*Provided data*:

★ ★ ★ ★

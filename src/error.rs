//! Error types for the edgestack synthesizer.
//!
//! This module provides the error hierarchy for the two phases of a build:
//! configuration resolution and template synthesis. There are no retries and
//! no partial results anywhere in the crate; a build either fully resolves a
//! resource graph or aborts before producing one.

use std::path::PathBuf;
use thiserror::Error;

/// The main error type for the edgestack synthesizer.
#[derive(Debug, Error)]
pub enum EdgestackError {
    /// Configuration-related errors.
    #[error("Configuration error: {0}")]
    Config(#[from] ConfigError),

    /// Template synthesis errors.
    #[error("Synthesis error: {0}")]
    Synth(#[from] SynthError),

    /// IO errors.
    #[error("IO error: {0}")]
    Io(#[from] std::io::Error),

    /// Generic internal error.
    #[error("Internal error: {0}")]
    Internal(String),
}

/// Configuration-related errors.
#[derive(Debug, Error)]
pub enum ConfigError {
    /// The context file was not found.
    #[error("Context file not found: {path}")]
    FileNotFound {
        /// Path to the missing file.
        path: PathBuf,
    },

    /// The context file could not be parsed.
    #[error("Failed to parse context: {message}")]
    ParseError {
        /// Description of the parse error.
        message: String,
        /// Optional source location.
        location: Option<String>,
    },

    /// The requested environment has no configuration record.
    ///
    /// This is the only fatal condition the resolver itself raises: synthesis
    /// aborts before any resource descriptor is composed.
    #[error("Environment '{name}' is not defined in the context file")]
    EnvironmentNotFound {
        /// The requested environment name.
        name: String,
    },

    /// Validation failed.
    #[error("Configuration validation failed: {message}")]
    ValidationError {
        /// Description of the validation error.
        message: String,
        /// Field that failed validation.
        field: Option<String>,
    },

    /// Environment variable is missing.
    #[error("Missing environment variable: {name}")]
    MissingEnvVar {
        /// Name of the missing variable.
        name: String,
    },

    /// Duplicate path pattern in the behavior settings.
    #[error("Duplicate behavior path pattern: {pattern}")]
    DuplicatePathPattern {
        /// The duplicated path pattern.
        pattern: String,
    },
}

/// Template synthesis errors.
#[derive(Debug, Error)]
pub enum SynthError {
    /// A logical id was registered twice in the same stack.
    #[error("Duplicate logical id in stack '{stack}': {logical_id}")]
    DuplicateLogicalId {
        /// Name of the stack being synthesized.
        stack: String,
        /// The duplicated logical id.
        logical_id: String,
    },

    /// An output name was registered twice. Outputs are write-once.
    #[error("Duplicate output in stack '{stack}': {name}")]
    DuplicateOutput {
        /// Name of the stack being synthesized.
        stack: String,
        /// The duplicated output name.
        name: String,
    },

    /// A resource descriptor could not be serialized.
    #[error("Failed to serialize resource '{logical_id}': {message}")]
    SerializationError {
        /// Logical id of the resource.
        logical_id: String,
        /// Description of the serialization failure.
        message: String,
    },
}

/// Result type alias for edgestack operations.
pub type Result<T> = std::result::Result<T, EdgestackError>;

impl EdgestackError {
    /// Creates a new internal error with the given message.
    #[must_use]
    pub fn internal(message: impl Into<String>) -> Self {
        Self::Internal(message.into())
    }

    /// Returns true if this error means the requested environment is absent
    /// from the context store.
    #[must_use]
    pub const fn is_missing_environment(&self) -> bool {
        matches!(self, Self::Config(ConfigError::EnvironmentNotFound { .. }))
    }
}

impl ConfigError {
    /// Creates a validation error for a specific field.
    #[must_use]
    pub fn validation(message: impl Into<String>, field: impl Into<String>) -> Self {
        Self::ValidationError {
            message: message.into(),
            field: Some(field.into()),
        }
    }

    /// Creates a validation error without a specific field.
    #[must_use]
    pub fn validation_general(message: impl Into<String>) -> Self {
        Self::ValidationError {
            message: message.into(),
            field: None,
        }
    }
}

impl SynthError {
    /// Creates a serialization error for a logical id.
    #[must_use]
    pub fn serialization(logical_id: impl Into<String>, message: impl Into<String>) -> Self {
        Self::SerializationError {
            logical_id: logical_id.into(),
            message: message.into(),
        }
    }
}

★ ★ ★ ★

*What the exercise asks*:
Your task is to restate the material above word for word.

*Answer for this exercise*:
filename src/error.rs
//! Error types for the edgestack synthesizer.
//!
//! This module provides the error hierarchy for the two phases of a build:
//! configuration resolution and template synthesis. There are no retries and
//! no partial results anywhere in the crate; a build either fully resolves a
//! resource graph or aborts before producing one.

use std::path::PathBuf;
use thiserror::Error;

/// The main error type for the edgestack synthesizer.
#[derive(Debug, Error)]
pub enum EdgestackError {
    /// Configuration-related errors.
    #[error("Configuration error: {0}")]
    Config(#[from] ConfigError),

    /// Template synthesis errors.
    #[error("Synthesis error: {0}")]
    Synth(#[from] SynthError),

    /// IO errors.
    #[error("IO error: {0}")]
    Io(#[from] std::io::Error),

    /// Generic internal error.
    #[error("Internal error: {0}")]
    Internal(String),
}

/// Configuration-related errors.
#[derive(Debug, Error)]
pub enum ConfigError {
    /// The context file was not found.
    #[error("Context file not found: {path}")]
    FileNotFound {
        /// Path to the missing file.
        path: PathBuf,
    },

    /// The context file could not be parsed.
    #[error("Failed to parse context: {message}")]
    ParseError {
        /// Description of the parse error.
        message: String,
        /// Optional source location.
        location: Option<String>,
    },

    /// The requested environment has no configuration record.
    ///
    /// This is the only fatal condition the resolver itself raises: synthesis
    /// aborts before any resource descriptor is composed.
    #[error("Environment '{name}' is not defined in the context file")]
    EnvironmentNotFound {
        /// The requested environment name.
        name: String,
    },

    /// Validation failed.
    #[error("Configuration validation failed: {message}")]
    ValidationError {
        /// Description of the validation error.
        message: String,
        /// Field that failed validation.
        field: Option<String>,
    },

    /// Environment variable is missing.
    #[error("Missing environment variable: {name}")]
    MissingEnvVar {
        /// Name of the missing variable.
        name: String,
    },

    /// Duplicate path pattern in the behavior settings.
    #[error("Duplicate behavior path pattern: {pattern}")]
    DuplicatePathPattern {
        /// The duplicated path pattern.
        pattern: String,
    },
}

/// Template synthesis errors.
#[derive(Debug, Error)]
pub enum SynthError {
    /// A logical id was registered twice in the same stack.
    #[error("Duplicate logical id in stack '{stack}': {logical_id}")]
    DuplicateLogicalId {
        /// Name of the stack being synthesized.
        stack: String,
        /// The duplicated logical id.
        logical_id: String,
    },

    /// An output name was registered twice. Outputs are write-once.
    #[error("Duplicate output in stack '{stack}': {name}")]
    DuplicateOutput {
        /// Name of the stack being synthesized.
        stack: String,
        /// The duplicated output name.
        name: String,
    },

    /// A resource descriptor could not be serialized.
    #[error("Failed to serialize resource '{logical_id}': {message}")]
    SerializationError {
        /// Logical id of the resource.
        logical_id: String,
        /// Description of the serialization failure.
        message: String,
    },
}

/// Result type alias for edgestack operations.
pub type Result<T> = std::result::Result<T, EdgestackError>;

impl EdgestackError {
    /// Creates a new internal error with the given message.
    #[must_use]
    pub fn internal(message: impl Into<String>) -> Self {
        Self::Internal(message.into())
    }

    /// Returns true if this error means the requested environment is absent
    /// from the context store.
    #[must_use]
    pub const fn is_missing_environment(&self) -> bool {
        matches!(self, Self::Config(ConfigError::EnvironmentNotFound { .. }))
    }
}

impl ConfigError {
    /// Creates a validation error for a specific field.
    #[must_use]
    pub fn validation(message: impl Into<String>, field: impl Into<String>) -> Self {
        Self::ValidationError {
            message: message.into(),
            field: Some(field.into()),
        }
    }

    /// Creates a validation error without a specific field.
    #[must_use]
    pub fn validation_general(message: impl Into<String>) -> Self {
        Self::ValidationError {
            message: message.into(),
            field: None,
        }
    }
}

impl SynthError {
    /// Creates a serialization error for a logical id.
    #[must_use]
    pub fn serialization(logical_id: impl Into<String>, message: impl Into<String>) -> Self {
        Self::SerializationError {
            logical_id: logical_id.into(),
            message: message.into(),
        }
    }
}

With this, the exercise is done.